Michael S. Greenly (born October 2, 1944) is an American writer, entrepreneur, and lyricist – and a former vice president of Avon Products—who helped to popularize interactive online journalism in the mid-1980s as a kind of forerunner to blogging. On March 26, 2015, Gov. Terry McAuliffe signed Senate Bill # 1362 making “Our Great Virginia” – lyrics by Mike Greenly, arranged by Jim Papoulis – as the official traditional state song of Virginia.

==Early online journalist==
In 1983, Greenly left his position as a marketing vice president of Avon Products to become a freelance marketing consultant and writer. In an article for The Futurist magazine (March–April, 1987), Greenly credited the Alvin Toffler book, The Third Wave, as being a catalyst in his decision to change his life and become an active part of the Information Age.

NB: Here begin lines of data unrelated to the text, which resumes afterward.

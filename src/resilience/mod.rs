//! Resilience subsystem.
//!
//! # Data Flow
//! ```text
//! External call (text-gen / image-gen / pdf-convert):
//!     → rate_budget.rs (block until the API class has a free slot)
//!     → executor.rs (invoke current backend of the chain)
//!     → On throttling: backoff.rs (capped exponential delay), same backend
//!     → On hard failure / retries spent: next backend in chain.rs
//!     → Success, or AllBackendsExhausted (error.rs)
//! ```
//!
//! # Design Decisions
//! - Budgets and policies are values passed in, never globals
//! - All waiting goes through clock.rs so tests run on virtual time
//! - Availability of backends is detected before a chain is built

pub mod backoff;
pub mod chain;
pub mod clock;
pub mod error;
pub mod executor;
pub mod rate_budget;
pub mod retries;

pub use chain::{Backend, FallbackChain};
pub use clock::{Clock, ManualClock, TokioClock};
pub use error::{
    AttemptOutcome, AttemptRecord, CallError, ErrorKind, ExecuteError, OperationKind,
    OperationResult, Success,
};
pub use executor::Executor;
pub use rate_budget::{RateBudget, Reservation};
pub use retries::RetryPolicy;
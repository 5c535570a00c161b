//! `storybook` command-line entry point.

use std::io::{self, BufRead, Write};
use std::path::{Path, PathBuf};
use std::sync::Arc;

use clap::{Parser, Subcommand};

use storybook::backends::{conversion_chain, Chains};
use storybook::config::{load_or_default, Secrets, StorybookConfig};
use storybook::lifecycle::stop_signal;
use storybook::observability::logging::init_logging;
use storybook::observability::metrics::init_metrics;
use storybook::observability::usage::{ApiStatus, UsageTracker};
use storybook::resilience::{Executor, RetryPolicy};
use storybook::story::{
    publish, validate_topic, Budgets, DocumentOutcome, PipelineError, PublishOptions,
    StoryPipeline, StoryReport, TOPIC_SUGGESTIONS,
};

#[derive(Parser)]
#[command(name = "storybook")]
#[command(about = "Generate illustrated children's storybooks", long_about = None)]
struct Cli {
    /// TOML configuration file; defaults apply when omitted
    #[arg(short, long)]
    config: Option<PathBuf>,

    /// Log level for this crate (overridden by RUST_LOG)
    #[arg(long)]
    log_level: Option<String>,

    #[command(subcommand)]
    command: Commands,
}

#[derive(Subcommand)]
enum Commands {
    /// Generate a storybook
    Generate {
        /// Story topic (asked interactively when omitted)
        #[arg(short, long)]
        topic: Option<String>,

        /// Skip confirmation prompts
        #[arg(short, long)]
        yes: bool,

        /// Directory for the markdown, images and document
        #[arg(short, long)]
        output_dir: Option<PathBuf>,
    },
    /// Check configuration, API keys and installed converters
    Check,
    /// Convert an existing story markdown file to PDF or HTML
    Convert {
        /// Markdown file to convert
        markdown: PathBuf,
    },
    /// Show configured rate limits and today's API request count
    Status,
}

#[tokio::main]
async fn main() -> Result<(), Box<dyn std::error::Error>> {
    let cli = Cli::parse();

    let mut config = load_or_default(cli.config.as_deref())?;
    if let Some(level) = cli.log_level {
        config.observability.log_level = level;
    }
    init_logging(&config.observability);

    if config.observability.metrics_enabled {
        if let Ok(addr) = config.observability.metrics_address.parse() {
            init_metrics(addr);
        } else {
            tracing::error!(
                metrics_address = %config.observability.metrics_address,
                "Failed to parse metrics address"
            );
        }
    }

    match cli.command {
        Commands::Generate {
            topic,
            yes,
            output_dir,
        } => {
            if let Some(dir) = output_dir {
                config.story.output_dir = dir;
            }
            generate(&config, topic, yes).await
        }
        Commands::Check => check(&config).await,
        Commands::Convert { markdown } => convert(&config, &markdown).await,
        Commands::Status => status(&config),
    }
}

async fn generate(
    config: &StorybookConfig,
    topic: Option<String>,
    yes: bool,
) -> Result<(), Box<dyn std::error::Error>> {
    let secrets = Secrets::from_env(config)?;

    let topic = match topic {
        Some(topic) => validate_topic(&topic)?,
        None => ask_topic()?,
    };

    let chains = Chains::from_config(config, &secrets).await?;
    if chains.convert.ids() == ["html"] {
        println!("No PDF converter found (weasyprint, mdpdf, wkhtmltopdf); the story will be exported as HTML.");
    }

    println!("\nCreating a storybook about '{topic}'.");
    println!(
        "Text: {} request(s) per {}s, images: {} per {}s, with automatic backoff on throttling.",
        config.rate_limits.text.max_operations,
        config.rate_limits.text.window_secs,
        config.rate_limits.image.max_operations,
        config.rate_limits.image.window_secs,
    );
    if !yes && !confirm("Ready to start generation? This might take 5-15 minutes.")? {
        println!("Generation cancelled.");
        return Ok(());
    }

    let usage = Arc::new(UsageTracker::load(
        &config.usage.state_file,
        config.usage.daily_warning_threshold,
    ));
    let pipeline = StoryPipeline::new(Executor::tokio(), chains, config, Arc::clone(&usage));

    let result = tokio::select! {
        result = pipeline.run(&topic) => result,
        signal = stop_signal() => {
            save_usage(&usage, config);
            eprintln!(
                "\nGeneration stopped ({signal}). Partial files may exist in {}.",
                config.story.output_dir.display()
            );
            std::process::exit(130);
        }
    };
    save_usage(&usage, config);

    match result {
        Ok(report) => {
            print_report(&report);
            print_status(&pipeline.status())?;
            Ok(())
        }
        Err(err) => {
            if matches!(err, PipelineError::Exhausted { .. }) {
                print_quota_help();
            }
            Err(err.into())
        }
    }
}

async fn check(config: &StorybookConfig) -> Result<(), Box<dyn std::error::Error>> {
    println!("Configuration: ok");
    println!("  text models:  {}", config.text.models.join(", "));
    println!("  image model:  {}", config.image.api_url);
    println!("  output:       {}", config.story.output_dir.join(&config.story.markdown_file).display());

    let converters = conversion_chain(&config.convert).await;
    println!("  converters:   {}", converters.ids().join(", "));

    match Secrets::from_env(config) {
        Ok(_) => {
            println!("API keys: ok");
            Ok(())
        }
        Err(err) => {
            println!("API keys: {err}");
            Err(err.into())
        }
    }
}

async fn convert(config: &StorybookConfig, markdown_path: &Path) -> Result<(), Box<dyn std::error::Error>> {
    let markdown = tokio::fs::read_to_string(markdown_path).await?;

    let chain = conversion_chain(&config.convert).await;
    let policy = RetryPolicy::from(&config.retries.convert);
    let budgets = Budgets::from_config(config);
    let options = PublishOptions {
        policy: &policy,
        budget: &budgets.convert,
        min_pdf_bytes: config.convert.min_pdf_bytes,
    };

    let outcome = publish(&Executor::tokio(), &chain, options, markdown_path, &markdown).await;
    print_document(&outcome, markdown_path);
    Ok(())
}

fn status(config: &StorybookConfig) -> Result<(), Box<dyn std::error::Error>> {
    let usage = UsageTracker::load(&config.usage.state_file, config.usage.daily_warning_threshold);
    // Budget windows live only inside a run; this shows their limits.
    let budgets = Budgets::from_config(config);
    print_status(&ApiStatus::capture(&usage, &[&budgets.text, &budgets.image]))
}

fn save_usage(usage: &UsageTracker, config: &StorybookConfig) {
    if let Err(e) = usage.save(&config.usage.state_file) {
        tracing::warn!(
            path = %config.usage.state_file.display(),
            error = %e,
            "Could not save API usage"
        );
    }
}

fn print_report(report: &StoryReport) {
    println!("\nYour storybook \"{}\" is ready!", report.title);
    println!("  markdown:     {}", report.markdown_path.display());
    println!(
        "  images:       {} generated, {} placeholder(s)",
        report.images_generated, report.placeholders
    );
    print_document(&report.document, &report.markdown_path);
    println!("  elapsed:      {:.1}s", report.elapsed.as_secs_f64());
}

fn print_document(outcome: &DocumentOutcome, markdown_path: &Path) {
    match outcome {
        DocumentOutcome::Pdf(path) => println!("  document:     {}", path.display()),
        DocumentOutcome::Html(path) => {
            println!("  document:     {} (open it in a browser and use Print to PDF)", path.display());
            println!("                install weasyprint, mdpdf or wkhtmltopdf for direct PDF output");
        }
        DocumentOutcome::MarkdownOnly => println!(
            "  document:     conversion failed; the story is safe in {}",
            markdown_path.display()
        ),
    }
}

fn print_status(status: &ApiStatus) -> Result<(), Box<dyn std::error::Error>> {
    println!("\nAPI usage:\n{}", serde_json::to_string_pretty(status)?);
    Ok(())
}

fn print_quota_help() {
    eprintln!("\nIf you keep hitting quota limits:");
    eprintln!("  1. Wait for the quota window to reset and run again");
    eprintln!("  2. Check your usage in Google AI Studio: https://aistudio.google.com/");
    eprintln!("  3. Lower rate_limits.text.max_operations or add fallback models in text.models");
}

fn ask_topic() -> io::Result<String> {
    println!("What topic would you like your children's storybook to be about?");
    println!("\nSome ideas:");
    for suggestion in TOPIC_SUGGESTIONS {
        println!("  - {suggestion}");
    }

    loop {
        let answer = ask("\nEnter your story topic: ")?;
        match validate_topic(&answer) {
            Ok(topic) => {
                if confirm(&format!("You chose '{topic}'. Is this correct?"))? {
                    return Ok(topic);
                }
            }
            Err(err) => println!("Please try again: {err}."),
        }
    }
}

fn confirm(question: &str) -> io::Result<bool> {
    let answer = ask(&format!("{question} (y/n): "))?;
    Ok(matches!(answer.trim().to_lowercase().as_str(), "y" | "yes"))
}

fn ask(prompt: &str) -> io::Result<String> {
    print!("{prompt}");
    io::stdout().flush()?;

    let mut line = String::new();
    if io::stdin().lock().read_line(&mut line)? == 0 {
        return Err(io::Error::new(io::ErrorKind::UnexpectedEof, "no input on stdin"));
    }
    Ok(line.trim().to_string())
}
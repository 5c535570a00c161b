//! Metrics collection and exposition.
//!
//! # Metrics
//! - `storybook_calls_total` (counter): backend calls by kind, backend, outcome
//! - `storybook_retries_total` (counter): throttled calls retried on the same backend
//! - `storybook_exhausted_total` (counter): operations whose whole chain failed
//! - `storybook_rate_wait_seconds` (histogram): time blocked on a rate budget
//!
//! # Design Decisions
//! - Recording is a no-op until a recorder is installed
//! - The Prometheus endpoint is opt-in; the generator is a short-lived CLI

use std::net::SocketAddr;
use std::time::Duration;

use metrics::{counter, histogram};
use metrics_exporter_prometheus::PrometheusBuilder;

/// Install the Prometheus recorder and its scrape listener.
pub fn init_metrics(addr: SocketAddr) {
    match PrometheusBuilder::new().with_http_listener(addr).install() {
        Ok(()) => tracing::info!(address = %addr, "Metrics endpoint listening"),
        Err(e) => tracing::error!(error = %e, "Failed to install metrics exporter"),
    }
}

pub fn record_call(kind: &str, backend: &str, outcome: &str) {
    counter!(
        "storybook_calls_total",
        "kind" => kind.to_string(),
        "backend" => backend.to_string(),
        "outcome" => outcome.to_string()
    )
    .increment(1);
}

pub fn record_retry(kind: &str, backend: &str) {
    counter!(
        "storybook_retries_total",
        "kind" => kind.to_string(),
        "backend" => backend.to_string()
    )
    .increment(1);
}

pub fn record_exhausted(kind: &str) {
    counter!("storybook_exhausted_total", "kind" => kind.to_string()).increment(1);
}

pub fn record_rate_wait(budget: &str, waited: Duration) {
    histogram!("storybook_rate_wait_seconds", "budget" => budget.to_string())
        .record(waited.as_secs_f64());
}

Greenly has been called "probably the most widely read writer on "The Source", one of the first online services oriented to the general public and attracting 60,000 subscribers at the time.

Sometimes called "planet earth's first interactive journalist" Greenly and the two friends he met online – Sherwin Levinson and Diane Worthington – became the first journalists ever allowed to cover the Democratic and Republican political conventions via computer (in 1984). Greenly wrote a cover story for Portable 100/200 magazine (April, 1985) about using an early laptop computer to create this interactive, online journalism from the convention sites (Houston and San Francisco) and to answer reader questions and comments during the process.

Greenly went on to become the first journalist ever allowed to cover the Academy Awards ceremony by computer, again sending online reports of his interviews and experiences to readers around the world via laptop, and responding to them from on the road.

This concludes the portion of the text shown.